Nenhuma razão para inquietar-se a respeito dele. Ocupe-se
desses dois homens da MVD, isso sim. E faça-o sem ‘perda
de tempo. Vim diretamente do aeroporto para cá, de modo
que os obriguei a seguir-me sem que tivessem tempo de
fazer qualquer comunicação por telefone, rádio, telegrama
ou outro meio... Fiz a mesma coisa no aeroporto de Havana,
não lhes dando tempo para nada. Agora, eles já sabem que
estou aqui, onde termina minha viagem, e se lhes dermos
tempo, notificarão de um modo ou de outro a MVD. Se os
impedirmos, seus agentes me procurarão somente em
Havana.
— Compreendo... Sim, é necessário agir rapidamente.
— Antes que telefonem para qualquer lugar, ou passem
um telegrama, ou enviem um cartão postal...
Imediatamente, Sadanjayan. Agora mesmo.
— Está bem. Calma. Como são esses homens? Onde foi
que os deixou, exatamente?
— Poderá vê-los se olhar pela janela — Voronich
indicou a vigia mais próxima. — Aposto que estão entre os
rochedos, espiando o “Kolgatar”.
— Bem — o hindu passou a mão pela barba negríssima.
— Vamos resolver isso sem demora, mas é preciso estudar
o modo de...
— Estudar o quê? — grunhiu o russo. — Mate-os, é
tudo.
— Não, não, não, Voronich... Nada de matar tão
levianamente. Que ganhamos com precipitações? Por outro
lado, se os apanharmos vivos, eles nos dirão exatamente o
que sabem a seu respeito, de sua fuga da Rússia, do Zavo...
— Não sabem nada do Zavo!
— Melhor. Mas... convém nos certificarmos.

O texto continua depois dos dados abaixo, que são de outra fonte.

//! Catalog-language nodes
//!
//! Leaves are bare names resolved later against the program's definitions; folders become
//! `Category` elements.

use super::ids::{allocatable, Allocation};
use serde::{Deserialize, Serialize};

#[derive(Debug, Clone, PartialEq, Default, Serialize, Deserialize)]
pub struct Catalog {
    pub libraries: Vec<CatalogLibrary>,
}

#[derive(Debug, Clone, PartialEq, Serialize, Deserialize)]
pub struct CatalogLibrary {
    pub name: String,
    pub description: String,
    pub items: Vec<CatalogItem>,
}

#[derive(Debug, Clone, PartialEq, Serialize, Deserialize)]
#[serde(rename_all = "snake_case")]
pub enum CatalogItem {
    Leaf(String),
    Folder(Folder),
}

#[derive(Debug, Clone, PartialEq, Serialize, Deserialize)]
pub struct Folder {
    pub description: String,
    pub items: Vec<CatalogItem>,
    pub allocation: Option<Allocation>,
}

allocatable!(Folder);

#[cfg(test)]
mod tests {
    use super::*;
    use crate::trig::ast::{Allocatable, ElementId};

    #[test]
    fn test_folder_slot_is_filled_through_the_trait() {
        let mut folder = Folder {
            description: "Setup".to_string(),
            items: vec![CatalogItem::Leaf("Boot".to_string())],
            allocation: None,
        };
        assert!(folder.allocated().is_err());

        *folder.slot() = Some(Allocation::new("0", ElementId::new(0x1000_0001)));
        assert_eq!(folder.allocated().unwrap().id.to_string(), "10000001");
    }
}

Certificarmo-nos a respeito de tudo. Talvez esses dois
homens não estejam sozinhos, mas tenham vindo outros
também. Não quero riscos desconhecidos a esta altura,
Voronich.
— De acordo: faça como quiser, mas depressa. Irei
hospedar-me num hotel da cidade, mas quando o fizer quero
estar certo de que ninguém me vigia. Como vai o assunto
dos coralenses subornados?
— Bem... de certo modo. Ontem fez-se necessário matar
um. Já sei que foi uma loucura, mas não havia remédio! Ele
começou a tirar conclusões e conseguiu saber em que
consistia o Zavo. Então, negou-se a colaborar como havia
aceito no princípio e ameaçou contar tudo o que sabia ao
Presidente ou ao Governador de Coral. Não houve mais
remédio que eliminá-lo, infelizmente.
— E o cadáver?
— Esqueça-o.
Andrei Voronich encolheu os ombros.
— E os outros coralenses do Centro Espacial?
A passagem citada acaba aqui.